私たちは、Linux OS のインストールプロセスを進化させるように、ブートストラップの自動化を設計しました。
昔は、DVDやCDベースのデスクトップLinuxのインストールでは、OSパッケージの選択肢を示す一連のメニューがユーザーに提示されていました。
依存関係のチェックと解決は、ユーザが選択した後のインストールプロセスの間に行われました。
最近では、イメージベースのOSプロビジョニングが標準となっており、気まぐれに仮想マシンやコンテナを起動してすぐに壊すことができます。
イメージベースのOSプロビジョニングはパッケージ選択を標準化し、あらかじめ選択されたOSパッケージ間で依存関係を静的に解決し、より迅速なタッチレスOSインストールを可能にします。

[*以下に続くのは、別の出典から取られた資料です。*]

//! Ready-made extraction strategies.
//!
//! [`record_message`] appends one row per message through the pipeline's
//! record store. The caller decides which [`Column`]s follow the identity
//! cells.

use serde::{Deserialize, Serialize};

use crate::error::Result;
use crate::host::Message;
use crate::model::{CellValue, StoredFile};
use crate::pipeline::ExtractContext;
use crate::store::RecordOptions;
use crate::text::{format_local, strip_signature};

/// A message field rendered into a record cell.
#[derive(Debug, Clone, Copy, PartialEq, Eq, Serialize, Deserialize)]
#[serde(rename_all = "lowercase")]
pub enum Column {
    /// Local date and time, `YYYY-MM-DD HH:MM:SS`.
    Date,
    From,
    To,
    Cc,
    Subject,
    /// Body with the trailing signature block removed.
    Body,
}

impl Column {
    /// `[date, from, subject, body]`
    pub const SUMMARY: [Column; 4] = [Column::Date, Column::From, Column::Subject, Column::Body];

    pub fn render<T: Message + ?Sized>(self, ctx: &ExtractContext<'_>, message: &T) -> CellValue {
        let text = match self {
            Column::Date => format_local(message.date(), ctx.offset, "%Y-%m-%d %H:%M:%S"),
            Column::From => message.header("From").unwrap_or_default(),
            Column::To => message.header("To").unwrap_or_default(),
            Column::Cc => message.header("Cc").unwrap_or_default(),
            Column::Subject => message.header("Subject").unwrap_or_default(),
            Column::Body => strip_signature(&message.body()),
        };
        CellValue::Text(text)
    }
}

/// Render `columns` for `message`.
pub fn render_columns<T: Message + ?Sized>(
    ctx: &ExtractContext<'_>,
    message: &T,
    columns: &[Column],
) -> Vec<CellValue> {
    columns.iter().map(|c| c.render(ctx, message)).collect()
}

/// `[date, from, subject, body]` for `message`.
pub fn summary_columns<T: Message + ?Sized>(
    ctx: &ExtractContext<'_>,
    message: &T,
) -> Vec<CellValue> {
    render_columns(ctx, message, &Column::SUMMARY)
}

/// How [`record_message`] writes rows.
#[derive(Debug, Clone, PartialEq, Eq, Serialize, Deserialize)]
#[serde(default)]
pub struct RecordSettings {
    /// Put the message permalink after the local id.
    pub with_id_link: bool,
    /// Embed image thumbnails, stored next to the attachments.
    pub with_thumbnails: bool,
    pub columns: Vec<Column>,
}

impl Default for RecordSettings {
    fn default() -> Self {
        Self {
            with_id_link: true,
            with_thumbnails: false,
            columns: Column::SUMMARY.to_vec(),
        }
    }
}

/// A strategy that appends a row per message and returns it as stored.
///
/// Needs a record store on the pipeline. Thumbnails are created in the
/// attachment store's location; without one, files get plain links. A row
/// the sheet refused yields no result.
pub fn record_message<T>(
    settings: RecordSettings,
) -> impl Fn(&ExtractContext<'_>, &T, &[StoredFile]) -> Result<Option<Vec<CellValue>>>
where
    T: Message,
{
    move |ctx: &ExtractContext<'_>, message: &T, files: &[StoredFile]| {
        let records = ctx.require_records()?;
        let options = RecordOptions {
            with_id_link: settings.with_id_link,
            thumbnails: if settings.with_thumbnails {
                ctx.attachments.map(|store| store.location())
            } else {
                None
            },
        };
        let columns = render_columns(ctx, message, &settings.columns);
        let row = records.store(message, &columns, files, options)?;
        Ok(if row.is_empty() { None } else { Some(row) })
    }
}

同様に、Dedicated Region Cloud@Customerを含むすべてのOCIリージョンは、まったく同じ機能と機能を備えたすべてのOCIサービスで起動します。
このように、リージョンの起動プロセスの一部であるサービスやマイクロサービスを標準化することができます。
各リージョンに入るサービスやマイクロサービスは事前に選択されており、
サービス内の依存関係のほとんどはリージョンブートストラップ時間のかなり前に静的に解決されるため、並列性が高まり、ブートストラッププロセス中のエラー率が低下します。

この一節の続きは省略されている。